Find the lines of the records in which the word "platform" appears and report how many there are, as a number alone.

[Input material — start]

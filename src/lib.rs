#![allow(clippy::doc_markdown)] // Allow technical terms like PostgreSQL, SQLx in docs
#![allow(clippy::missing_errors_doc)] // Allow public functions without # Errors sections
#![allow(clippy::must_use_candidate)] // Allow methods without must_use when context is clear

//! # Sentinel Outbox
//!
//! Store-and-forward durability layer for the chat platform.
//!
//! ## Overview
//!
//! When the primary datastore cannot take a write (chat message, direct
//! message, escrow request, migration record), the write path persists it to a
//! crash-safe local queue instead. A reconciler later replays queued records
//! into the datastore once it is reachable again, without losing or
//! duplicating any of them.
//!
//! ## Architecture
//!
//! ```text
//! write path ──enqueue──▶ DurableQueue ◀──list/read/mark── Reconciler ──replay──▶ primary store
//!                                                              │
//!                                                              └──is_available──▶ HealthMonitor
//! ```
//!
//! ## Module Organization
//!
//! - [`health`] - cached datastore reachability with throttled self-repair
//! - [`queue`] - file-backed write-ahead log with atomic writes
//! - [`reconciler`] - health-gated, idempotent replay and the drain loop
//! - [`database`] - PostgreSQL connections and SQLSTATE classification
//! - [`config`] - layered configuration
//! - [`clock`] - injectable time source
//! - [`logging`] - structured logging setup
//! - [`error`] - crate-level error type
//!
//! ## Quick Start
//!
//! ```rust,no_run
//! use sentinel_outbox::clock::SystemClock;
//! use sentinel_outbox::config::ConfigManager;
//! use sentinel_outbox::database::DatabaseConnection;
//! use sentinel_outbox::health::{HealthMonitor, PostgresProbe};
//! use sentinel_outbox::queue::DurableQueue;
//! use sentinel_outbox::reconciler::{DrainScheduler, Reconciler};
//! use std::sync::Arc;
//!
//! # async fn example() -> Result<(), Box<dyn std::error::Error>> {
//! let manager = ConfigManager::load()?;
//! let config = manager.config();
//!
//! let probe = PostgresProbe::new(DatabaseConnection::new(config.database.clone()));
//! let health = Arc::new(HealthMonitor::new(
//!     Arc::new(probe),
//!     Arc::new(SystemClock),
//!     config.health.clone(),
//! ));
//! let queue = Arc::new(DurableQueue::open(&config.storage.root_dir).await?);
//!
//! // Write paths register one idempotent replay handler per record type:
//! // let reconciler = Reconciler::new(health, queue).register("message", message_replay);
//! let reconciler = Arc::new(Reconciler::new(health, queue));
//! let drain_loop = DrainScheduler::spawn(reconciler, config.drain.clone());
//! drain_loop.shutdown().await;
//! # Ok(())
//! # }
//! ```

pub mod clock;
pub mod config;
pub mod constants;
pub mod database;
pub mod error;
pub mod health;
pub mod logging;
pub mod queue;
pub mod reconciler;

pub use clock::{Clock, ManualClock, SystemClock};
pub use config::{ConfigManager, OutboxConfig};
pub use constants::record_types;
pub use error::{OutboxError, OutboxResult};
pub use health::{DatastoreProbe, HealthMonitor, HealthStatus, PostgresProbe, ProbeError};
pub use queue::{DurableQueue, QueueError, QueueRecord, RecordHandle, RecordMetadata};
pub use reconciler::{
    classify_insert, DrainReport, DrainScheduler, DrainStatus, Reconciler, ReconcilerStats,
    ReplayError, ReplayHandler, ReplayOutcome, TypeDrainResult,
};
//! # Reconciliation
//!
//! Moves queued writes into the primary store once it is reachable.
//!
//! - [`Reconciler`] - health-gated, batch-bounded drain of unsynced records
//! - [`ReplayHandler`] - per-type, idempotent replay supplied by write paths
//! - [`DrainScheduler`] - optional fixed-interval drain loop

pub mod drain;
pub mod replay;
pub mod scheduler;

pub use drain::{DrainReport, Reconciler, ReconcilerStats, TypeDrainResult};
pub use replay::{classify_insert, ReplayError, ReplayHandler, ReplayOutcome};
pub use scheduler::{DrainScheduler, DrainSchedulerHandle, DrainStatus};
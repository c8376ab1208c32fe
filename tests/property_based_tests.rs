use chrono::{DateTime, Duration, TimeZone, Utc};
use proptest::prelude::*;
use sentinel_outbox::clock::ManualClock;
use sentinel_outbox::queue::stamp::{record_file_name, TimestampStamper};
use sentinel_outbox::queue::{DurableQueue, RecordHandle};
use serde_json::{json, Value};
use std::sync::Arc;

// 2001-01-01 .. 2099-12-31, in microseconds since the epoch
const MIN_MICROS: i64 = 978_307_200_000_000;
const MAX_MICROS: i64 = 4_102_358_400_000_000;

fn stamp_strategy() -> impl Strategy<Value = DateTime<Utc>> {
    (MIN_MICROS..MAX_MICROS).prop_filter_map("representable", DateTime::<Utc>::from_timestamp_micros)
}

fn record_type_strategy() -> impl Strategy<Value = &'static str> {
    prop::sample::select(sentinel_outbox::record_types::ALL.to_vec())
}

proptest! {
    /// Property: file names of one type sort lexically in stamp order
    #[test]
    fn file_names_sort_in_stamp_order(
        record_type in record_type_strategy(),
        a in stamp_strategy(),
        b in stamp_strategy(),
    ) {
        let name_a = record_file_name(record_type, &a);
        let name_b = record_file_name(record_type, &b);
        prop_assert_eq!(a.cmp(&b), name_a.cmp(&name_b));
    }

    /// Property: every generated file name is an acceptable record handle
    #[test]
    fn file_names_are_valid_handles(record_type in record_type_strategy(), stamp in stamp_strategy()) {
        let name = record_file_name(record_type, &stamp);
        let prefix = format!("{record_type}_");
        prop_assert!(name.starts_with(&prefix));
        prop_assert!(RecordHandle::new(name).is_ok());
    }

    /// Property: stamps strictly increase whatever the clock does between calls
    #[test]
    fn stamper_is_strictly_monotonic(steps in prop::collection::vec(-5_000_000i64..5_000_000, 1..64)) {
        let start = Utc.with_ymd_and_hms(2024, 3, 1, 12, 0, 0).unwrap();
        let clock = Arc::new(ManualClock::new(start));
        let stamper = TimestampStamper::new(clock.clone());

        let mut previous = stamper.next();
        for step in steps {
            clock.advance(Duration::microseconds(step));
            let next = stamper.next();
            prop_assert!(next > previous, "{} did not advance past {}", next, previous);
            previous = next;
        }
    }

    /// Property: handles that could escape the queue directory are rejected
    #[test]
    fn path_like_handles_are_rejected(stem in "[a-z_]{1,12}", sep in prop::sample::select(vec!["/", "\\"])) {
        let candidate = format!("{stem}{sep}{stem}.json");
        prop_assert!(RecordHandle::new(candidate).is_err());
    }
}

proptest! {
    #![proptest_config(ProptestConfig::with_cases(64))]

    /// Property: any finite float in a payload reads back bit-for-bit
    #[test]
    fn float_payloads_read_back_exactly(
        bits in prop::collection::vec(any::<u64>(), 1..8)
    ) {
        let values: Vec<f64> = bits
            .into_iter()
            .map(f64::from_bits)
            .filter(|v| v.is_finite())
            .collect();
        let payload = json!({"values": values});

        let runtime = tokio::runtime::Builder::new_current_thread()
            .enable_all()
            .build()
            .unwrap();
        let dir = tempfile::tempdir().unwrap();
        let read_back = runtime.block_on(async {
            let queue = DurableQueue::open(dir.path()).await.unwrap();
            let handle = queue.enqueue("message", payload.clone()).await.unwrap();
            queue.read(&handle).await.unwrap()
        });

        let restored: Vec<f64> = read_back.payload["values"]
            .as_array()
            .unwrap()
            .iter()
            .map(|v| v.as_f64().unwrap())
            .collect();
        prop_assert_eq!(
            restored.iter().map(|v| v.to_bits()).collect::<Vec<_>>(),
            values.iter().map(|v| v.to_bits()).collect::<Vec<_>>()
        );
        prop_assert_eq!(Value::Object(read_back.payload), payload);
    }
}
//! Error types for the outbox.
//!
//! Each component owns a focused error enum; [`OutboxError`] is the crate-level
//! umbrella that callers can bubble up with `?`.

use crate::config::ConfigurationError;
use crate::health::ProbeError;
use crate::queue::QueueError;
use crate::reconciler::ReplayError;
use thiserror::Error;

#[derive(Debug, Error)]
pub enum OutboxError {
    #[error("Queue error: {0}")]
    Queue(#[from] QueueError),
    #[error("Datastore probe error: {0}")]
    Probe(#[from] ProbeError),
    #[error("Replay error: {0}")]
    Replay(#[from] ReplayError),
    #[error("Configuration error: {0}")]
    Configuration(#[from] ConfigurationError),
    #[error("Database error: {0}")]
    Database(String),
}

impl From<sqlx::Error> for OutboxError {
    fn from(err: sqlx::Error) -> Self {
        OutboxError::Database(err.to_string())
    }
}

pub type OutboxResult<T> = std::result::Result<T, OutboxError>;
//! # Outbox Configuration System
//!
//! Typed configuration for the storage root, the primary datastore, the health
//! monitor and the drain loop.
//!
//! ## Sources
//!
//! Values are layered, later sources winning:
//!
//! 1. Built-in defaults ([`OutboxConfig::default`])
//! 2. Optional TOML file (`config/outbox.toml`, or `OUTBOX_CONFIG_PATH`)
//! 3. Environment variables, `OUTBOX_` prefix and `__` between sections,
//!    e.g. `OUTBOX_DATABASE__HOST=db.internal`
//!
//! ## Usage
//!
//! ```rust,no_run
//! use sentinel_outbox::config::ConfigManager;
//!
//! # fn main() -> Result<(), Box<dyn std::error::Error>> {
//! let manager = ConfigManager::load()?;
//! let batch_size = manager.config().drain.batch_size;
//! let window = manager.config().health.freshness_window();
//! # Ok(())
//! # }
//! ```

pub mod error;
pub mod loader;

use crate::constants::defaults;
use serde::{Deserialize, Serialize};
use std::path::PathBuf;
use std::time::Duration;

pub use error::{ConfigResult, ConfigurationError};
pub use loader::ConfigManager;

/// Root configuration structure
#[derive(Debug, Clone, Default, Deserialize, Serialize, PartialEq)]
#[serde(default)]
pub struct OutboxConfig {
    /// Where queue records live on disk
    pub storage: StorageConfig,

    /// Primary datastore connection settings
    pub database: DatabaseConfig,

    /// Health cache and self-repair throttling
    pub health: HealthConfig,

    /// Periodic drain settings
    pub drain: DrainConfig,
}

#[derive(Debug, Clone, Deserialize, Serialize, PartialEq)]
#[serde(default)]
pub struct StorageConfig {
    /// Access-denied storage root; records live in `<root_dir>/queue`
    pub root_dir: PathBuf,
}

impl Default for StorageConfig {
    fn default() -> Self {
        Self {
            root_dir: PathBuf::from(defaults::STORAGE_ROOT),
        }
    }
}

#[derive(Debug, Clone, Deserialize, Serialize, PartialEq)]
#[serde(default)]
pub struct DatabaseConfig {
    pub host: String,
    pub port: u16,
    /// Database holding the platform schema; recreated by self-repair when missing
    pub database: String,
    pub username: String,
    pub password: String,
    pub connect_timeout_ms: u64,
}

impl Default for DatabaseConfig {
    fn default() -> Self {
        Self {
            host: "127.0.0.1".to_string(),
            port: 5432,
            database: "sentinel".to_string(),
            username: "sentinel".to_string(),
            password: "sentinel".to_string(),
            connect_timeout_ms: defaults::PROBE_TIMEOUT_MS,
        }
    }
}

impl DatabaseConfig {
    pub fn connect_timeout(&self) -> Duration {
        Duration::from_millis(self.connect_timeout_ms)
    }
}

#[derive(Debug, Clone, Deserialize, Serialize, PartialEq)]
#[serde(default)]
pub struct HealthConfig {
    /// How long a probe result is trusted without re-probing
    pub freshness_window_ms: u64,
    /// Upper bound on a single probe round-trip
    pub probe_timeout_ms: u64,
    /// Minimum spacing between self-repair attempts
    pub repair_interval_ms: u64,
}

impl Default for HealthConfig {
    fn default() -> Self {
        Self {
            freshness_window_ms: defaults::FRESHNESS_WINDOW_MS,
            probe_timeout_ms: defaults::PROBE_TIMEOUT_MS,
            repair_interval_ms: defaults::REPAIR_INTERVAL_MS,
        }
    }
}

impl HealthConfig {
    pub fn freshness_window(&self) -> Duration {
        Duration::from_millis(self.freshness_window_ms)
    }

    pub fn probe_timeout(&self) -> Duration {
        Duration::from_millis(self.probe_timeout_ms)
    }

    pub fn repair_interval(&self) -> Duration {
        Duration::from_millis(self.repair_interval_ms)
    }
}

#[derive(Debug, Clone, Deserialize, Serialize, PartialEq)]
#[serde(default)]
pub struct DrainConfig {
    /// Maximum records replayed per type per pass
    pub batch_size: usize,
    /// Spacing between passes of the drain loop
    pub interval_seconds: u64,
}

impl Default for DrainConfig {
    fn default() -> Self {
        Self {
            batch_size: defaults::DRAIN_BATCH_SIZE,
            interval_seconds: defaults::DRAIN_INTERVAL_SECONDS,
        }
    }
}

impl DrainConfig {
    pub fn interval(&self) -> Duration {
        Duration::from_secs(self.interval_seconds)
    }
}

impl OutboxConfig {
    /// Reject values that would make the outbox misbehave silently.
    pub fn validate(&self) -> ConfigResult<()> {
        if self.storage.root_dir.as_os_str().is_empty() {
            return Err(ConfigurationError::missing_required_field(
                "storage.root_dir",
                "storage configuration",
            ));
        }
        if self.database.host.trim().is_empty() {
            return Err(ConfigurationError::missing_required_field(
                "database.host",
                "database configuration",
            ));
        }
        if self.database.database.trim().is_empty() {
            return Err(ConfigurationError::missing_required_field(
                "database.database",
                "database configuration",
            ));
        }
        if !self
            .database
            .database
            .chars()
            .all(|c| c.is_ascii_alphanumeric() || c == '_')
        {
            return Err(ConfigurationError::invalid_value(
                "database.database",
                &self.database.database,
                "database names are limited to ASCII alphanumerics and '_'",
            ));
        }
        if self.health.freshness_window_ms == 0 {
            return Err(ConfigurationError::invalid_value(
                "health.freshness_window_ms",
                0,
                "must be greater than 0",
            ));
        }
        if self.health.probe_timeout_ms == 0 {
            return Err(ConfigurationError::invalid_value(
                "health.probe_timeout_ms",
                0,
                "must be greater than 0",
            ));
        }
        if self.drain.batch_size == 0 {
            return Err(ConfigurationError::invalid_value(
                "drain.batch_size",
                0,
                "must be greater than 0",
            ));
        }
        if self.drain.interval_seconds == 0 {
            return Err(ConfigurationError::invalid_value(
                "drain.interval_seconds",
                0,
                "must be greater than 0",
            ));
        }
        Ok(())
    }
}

[Input material — finish]

_Completed task_
2